No franchise understands this better than the one located off Abbott Road.
For an entire generation, the Buffalo Bills were rendered a court jester. They existed for the New England Patriots’ amusement. If Brady instructed the Bills to dance, they danced. If Bill Belichick demanded they juggle, they juggled. This generation is different. Behind a virtuoso of their own — Josh Allen — the Bills are a perennial threat to the throne. And yet? Each attempt at a rebellion has failed. Three times the Bills and Chiefs have met in the playoffs and all three times it was Mahomes who gallivanted off the field in joy.
The mental toll is taxing. The pain lingers until you’ve clawed your way back to the same game 12 months later. This season, the Bills have their best opportunity ever to take down the Chiefs and win the Super Bowl two weeks later. Inside this locker room, they’re also armed with the perspective of a two-time champ. Von Miller is set to play in his 16th postseason game. He turns 36 years old in March. Miller has witnessed the hypnotizing powers of both Brady and Mahomes. He’s seen the Chiefs quarterback demoralize teams before the game begins.
“If it is supposed to happen, it’s supposed to happen. If it’s not, it’s not,” Miller says. “I’m not going to lose the game before I even play ‘em. They gotta show me and make it happen. And whenever I’m in that situation, I’m looking to drive a dagger in, too. So we all have that mindset out there. You’ve got to take it one play at a time and don’t blink. Whatever’s going to happen, I want to take it on with eyes wide open.”
Seated in his locker, Miller tears off the tape around his ankle.
Yes, the Chiefs have been “ultra-successful.” Yes, everybody’s been clamoring on and on about this matchup nonstop — hype that always builds up Mahomes as a god king.
Those closest to the quarterback have witnessed his magic for years.

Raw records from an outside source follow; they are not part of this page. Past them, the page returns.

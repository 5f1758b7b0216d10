//! 认证授权模块
//!
//! 提供 JWT 验证、用户上下文和中间件：
//! - [`JwtService`] - JWT 令牌验证
//! - [`CurrentUser`] - 当前用户上下文
//! - [`require_auth`] - 认证中间件
//! - [`require_role`] - 角色检查中间件
//!
//! 令牌签发由平台认证服务负责，本节点只消费。

pub mod jwt;
pub mod middleware;

pub use jwt::{Claims, CurrentUser, JwtConfig, JwtError, JwtService};
pub use middleware::{require_auth, require_role};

“You don’t want to get psyched out or anything like that,” Miller says. “It’s easy for me. I’ve been doing it for a long time and playing in a lot of good ones. I get up for games like this. Whenever the game comes, you still need to take advantage of the opportunity. You’ve got 60 minutes.”
The Bills recreated themselves this 2024 season. Each transaction made by GM Brandon Beane, each decision made by head coach Sean McDermott behind the scenes steered the Bills back to this defining moment. To this AFC title game. With a football in one hand and a sword in another. This week, Go Long canvassed the Bills locker room to see how the Bills plan to slay the king once and for all.
Of course, it’s the Bills themselves who inadvertently brought this king to power. Instead of drafting Mahomes — and granting the owner his wish — they delivered Kansas City a dynasty. Now, they’re still trying to take him down. The more players detail their mindset into this game, the more it’s clear they’re sincerely unburdened by playoff defeats past. They believe the path to victory isn’t necessarily X’s and O’s and devising a masterful gameplan. Rather, a clear mind.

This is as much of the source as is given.